Saccharomyces spp. et C. utilis sont couramment utilisés pour la production de l-PAC; cependant, dans les premiers travaux, peu de choses ont été faites pour comparer directement les activités enzymatiques. Les PDC de S. cerevisiae et de C. utilis ont été comparés par van Dijken et Scheffers (1986), et van Urk et al. (1989). Ils ont déterminé que l’activité du PDC de S. cerevisiae était environ huit fois supérieure à celle du PDC de C. utilis, bien que le PDC du premier ait été déterminé comme étant plus sensible à l’inhibition par le phosphate. En ce qui concerne le phosphate, le PDC de C. utilis affichait des valeurs Km similaires à celles de S. carlsbergensis, à savoir 3.6 mm en l’absence de phosphate, et 11 mm en présence de 100 mm de phosphate. En revanche, le PDC de S. cerevisiae présente des valeurs Km de 3,0 mm en l’absence de phosphate et de 48 mm en présence de phosphate de 100 mm. Par conséquent, la disponibilité du phosphate joue un rôle important dans l’activité du PDC et donc dans la productivité du PDC. Une combinaison de réduction de la concentration cytosolique de phosphate et d’augmentation des concentrations de pyruvate a été proposée par van Urk et al. (1989) en tant que facteurs contribuant à l’augmentation de l’activité PDC après pulsation de la culture avec du glucose. Le procédé utilisé par Oliver et al. (1997) impliquaient des pulsations avec de la mélasse au milieu de la fermentation, d’où une augmentation similaire de l’activité PDC aurait très probablement résulté.

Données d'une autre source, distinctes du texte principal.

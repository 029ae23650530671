pub mod authorization;
pub mod chat;
pub mod config;
pub mod core_state;
pub mod db;
pub mod models;
pub mod pipeline;

use tracing_subscriber::EnvFilter;

/// Install the global fmt subscriber. `RUST_LOG` wins over the default filter.
pub fn init_tracing(verbose: bool) {
    let filter = if verbose {
        EnvFilter::new("glycoscope_lib=debug,glycoscope=debug,info")
    } else {
        EnvFilter::try_from_default_env()
            .unwrap_or_else(|_| EnvFilter::new(config::default_log_filter()))
    };
    // A second call (tests, embedding hosts) keeps the first subscriber.
    let _ = tracing_subscriber::fmt()
        .with_env_filter(filter)
        .with_writer(std::io::stderr)
        .try_init();
}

Des travaux importants ont été entrepris par Rogers et ses collègues (Chow et al., 1995; Shin et Rogers, 1996a; Rogers et coll., 1997) pour évaluer la cinétique du PDC de C. utilis sous forme purifiée et dans des cellules entières. Ils ont enregistré des activités PDC de 0,85 à 0,9 U / mg de protéines pour la biomasse entière en phase stationnaire après croissance en culture par lots. Après purification partielle, Chow et al. (1995) ont enregistré une augmentation de l’activité de la PDC à 4,8 U/mg de protéine, ce qui était comparable à la PDC obtenue dans le commerce. Pohl (1997) suggère qu’une activité spécifique de l’ordre de 45 à 60 U / mg peut être atteinte pour le PDC purifié à partir de levures et de plantes.

Rogers et coll. (1997) ont rapporté un certain nombre de paramètres cinétiques pour le PDC purifié de C. utilis. Les valeurs Km pour le benzaldéhyde et le pyruvate étaient respectivement de 42 mm (4 °C, pH 7,0) et de 2,2 mm (25 °C, pH 6,0), avec des concentrations supérieures à 10 mm de pyruvate nécessaires pour obtenir des conditions de saturation. La constante d’inhibition (Ki) de l’acétaldéhyde était d’environ 20 mm, tandis que l’inhibition du substrat était évidente à des concentrations de benzaldéhyde supérieures à 180 mm (19,1 g/l).

Chow et coll. (1995) ont entrepris des études pour déterminer la cinétique de désactivation du PDC par le benzaldéhyde. Ils ont déterminé que la désactivation suivait la cinétique du premier ordre pour le benzaldéhyde; cependant, la réponse n’était pas linéairement liée au temps pour des concentrations de benzaldéhyde comprises entre 100 et 300 mm.

Dans la plupart des travaux entrepris sur la production de l-PAC, le PDC n’est pas le facteur limitant la production de l-PAC (Vojtisek et Netrval, 1982; Shin et Rogers, 1996a; Tripathi et al., 1997) étant donné qu’une certaine activité PDC est restée à la fin des fermentations. Tripathi et ses collègues (1997) et Vojtisek et Netrval (1982) ont plutôt constaté que la faible concentration de pyruvate dans le milieu limitait les rendements. Tripathi et ses collègues, ainsi que Nikolova et Ward (1991) ont suggéré que les enzymes glycolytiques limitaient potentiellement le débit.

Sur la base des informations ci-dessus, les conditions utilisées par Oliver et al. (1997) (voir la section 4) semblent être très propices à la production de l-PAC. Le pyruvate est présent en quantités importantes et, selon Hohmann (1997), la capacité de la pyruvate déshydrogénase est limitée par rapport à celle de la PDC, limitant ainsi le métabolisme du pyruvate par la seule voie alternative. De plus, la biomasse est complétée par des glucides en combinaison avec une aération réduite. Les travaux de Sims et Barnett (1991) et Sims et al. (1991) indiquent que la combinaison de ces deux conditions est propice à l’induction du PDC.